= Description of the task =
Each line of the data has to be written out again exactly as shown.

= Material to process =
------------

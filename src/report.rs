// 📊 Reports - Catalog summaries and sheet layout inspection

use crate::cell::Row;
use crate::extractor::{Extraction, PlanRecord, Technology};
use serde::Serialize;
use std::collections::BTreeMap;
use std::fmt::Write;

// ============================================================================
// CATALOG SUMMARY
// ============================================================================

#[derive(Debug, Clone, Default, Serialize)]
pub struct CatalogSummary {
    pub total: usize,
    pub by_category: BTreeMap<String, usize>,
    pub by_technology: BTreeMap<Technology, usize>,
    pub rows_scanned: usize,
    pub skipped_rows: usize,
}

impl CatalogSummary {
    pub fn from_plans(plans: &[PlanRecord]) -> Self {
        let mut summary = CatalogSummary {
            total: plans.len(),
            ..Default::default()
        };

        for plan in plans {
            *summary.by_category.entry(plan.category.clone()).or_insert(0) += 1;
            *summary.by_technology.entry(plan.technology).or_insert(0) += 1;
        }

        summary
    }

    pub fn from_extraction(extraction: &Extraction) -> Self {
        CatalogSummary {
            rows_scanned: extraction.rows_scanned,
            skipped_rows: extraction.skipped.len(),
            ..Self::from_plans(&extraction.records)
        }
    }

    pub fn render(&self) -> String {
        let mut out = String::new();
        let _ = writeln!(out, "✅ Total plans: {}", self.total);
        if self.rows_scanned > 0 {
            let _ = writeln!(
                out,
                "   Rows scanned: {} ({} skipped)",
                self.rows_scanned, self.skipped_rows
            );
        }

        let _ = writeln!(out, "\n📊 Categories:");
        for (category, count) in &self.by_category {
            let _ = writeln!(out, "  {}: {} plans", category, count);
        }

        let _ = writeln!(out, "\n🔌 Technologies:");
        for (technology, count) in &self.by_technology {
            let _ = writeln!(out, "  {}: {} plans", technology, count);
        }

        out
    }
}

/// One line per plan, for console output
pub fn plan_line(plan: &PlanRecord) -> String {
    format!(
        "{:<6} {:<8} {:<11} {:>10.2}  {}",
        plan.code, plan.technology, plan.category, plan.price, plan.description
    )
}

// ============================================================================
// LAYOUT INSPECTION
// ============================================================================

/// Words that usually label a section or header row in the catalog sheet
const SECTION_KEYWORDS: &[&str] = &[
    "Planes ",
    "PLAY",
    "Play",
    "TV",
    "Claro",
    "Código",
    "COBRE",
    "GPON",
    "LISTADO",
    "Complemento",
    "Lineas Adicionales",
];

const INSPECT_COLUMNS: usize = 10;

#[derive(Debug, Clone, PartialEq)]
pub struct SectionRow {
    pub row: usize,
    pub text: String,
}

/// Rows whose first ten cells mention a section keyword
pub fn section_rows(rows: &[Row]) -> Vec<SectionRow> {
    rows.iter()
        .enumerate()
        .filter_map(|(index, row)| {
            let cells: Vec<String> = row
                .cells()
                .iter()
                .take(INSPECT_COLUMNS)
                .map(|c| c.to_string().trim().to_string())
                .filter(|c| !c.is_empty())
                .collect();

            if cells.is_empty() {
                return None;
            }

            let text = cells.join(" ");
            SECTION_KEYWORDS
                .iter()
                .any(|k| text.contains(k))
                .then(|| SectionRow {
                    row: index,
                    text: text.chars().take(80).collect(),
                })
        })
        .collect()
}

// ============================================================================
// TESTS
// ============================================================================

------------

= The completed task =
filename src/report.rs
// 📊 Reports - Catalog summaries and sheet layout inspection

use crate::cell::Row;
use crate::extractor::{Extraction, PlanRecord, Technology};
use serde::Serialize;
use std::collections::BTreeMap;
use std::fmt::Write;

// ============================================================================
// CATALOG SUMMARY
// ============================================================================

#[derive(Debug, Clone, Default, Serialize)]
pub struct CatalogSummary {
    pub total: usize,
    pub by_category: BTreeMap<String, usize>,
    pub by_technology: BTreeMap<Technology, usize>,
    pub rows_scanned: usize,
    pub skipped_rows: usize,
}

impl CatalogSummary {
    pub fn from_plans(plans: &[PlanRecord]) -> Self {
        let mut summary = CatalogSummary {
            total: plans.len(),
            ..Default::default()
        };

        for plan in plans {
            *summary.by_category.entry(plan.category.clone()).or_insert(0) += 1;
            *summary.by_technology.entry(plan.technology).or_insert(0) += 1;
        }

        summary
    }

    pub fn from_extraction(extraction: &Extraction) -> Self {
        CatalogSummary {
            rows_scanned: extraction.rows_scanned,
            skipped_rows: extraction.skipped.len(),
            ..Self::from_plans(&extraction.records)
        }
    }

    pub fn render(&self) -> String {
        let mut out = String::new();
        let _ = writeln!(out, "✅ Total plans: {}", self.total);
        if self.rows_scanned > 0 {
            let _ = writeln!(
                out,
                "   Rows scanned: {} ({} skipped)",
                self.rows_scanned, self.skipped_rows
            );
        }

        let _ = writeln!(out, "\n📊 Categories:");
        for (category, count) in &self.by_category {
            let _ = writeln!(out, "  {}: {} plans", category, count);
        }

        let _ = writeln!(out, "\n🔌 Technologies:");
        for (technology, count) in &self.by_technology {
            let _ = writeln!(out, "  {}: {} plans", technology, count);
        }

        out
    }
}

/// One line per plan, for console output
pub fn plan_line(plan: &PlanRecord) -> String {
    format!(
        "{:<6} {:<8} {:<11} {:>10.2}  {}",
        plan.code, plan.technology, plan.category, plan.price, plan.description
    )
}

// ============================================================================
// LAYOUT INSPECTION
// ============================================================================

/// Words that usually label a section or header row in the catalog sheet
const SECTION_KEYWORDS: &[&str] = &[
    "Planes ",
    "PLAY",
    "Play",
    "TV",
    "Claro",
    "Código",
    "COBRE",
    "GPON",
    "LISTADO",
    "Complemento",
    "Lineas Adicionales",
];

const INSPECT_COLUMNS: usize = 10;

#[derive(Debug, Clone, PartialEq)]
pub struct SectionRow {
    pub row: usize,
    pub text: String,
}

/// Rows whose first ten cells mention a section keyword
pub fn section_rows(rows: &[Row]) -> Vec<SectionRow> {
    rows.iter()
        .enumerate()
        .filter_map(|(index, row)| {
            let cells: Vec<String> = row
                .cells()
                .iter()
                .take(INSPECT_COLUMNS)
                .map(|c| c.to_string().trim().to_string())
                .filter(|c| !c.is_empty())
                .collect();

            if cells.is_empty() {
                return None;
            }

            let text = cells.join(" ");
            SECTION_KEYWORDS
                .iter()
                .any(|k| text.contains(k))
                .then(|| SectionRow {
                    row: index,
                    text: text.chars().take(80).collect(),
                })
        })
        .collect()
}

// ============================================================================
// TESTS
// ============================================================================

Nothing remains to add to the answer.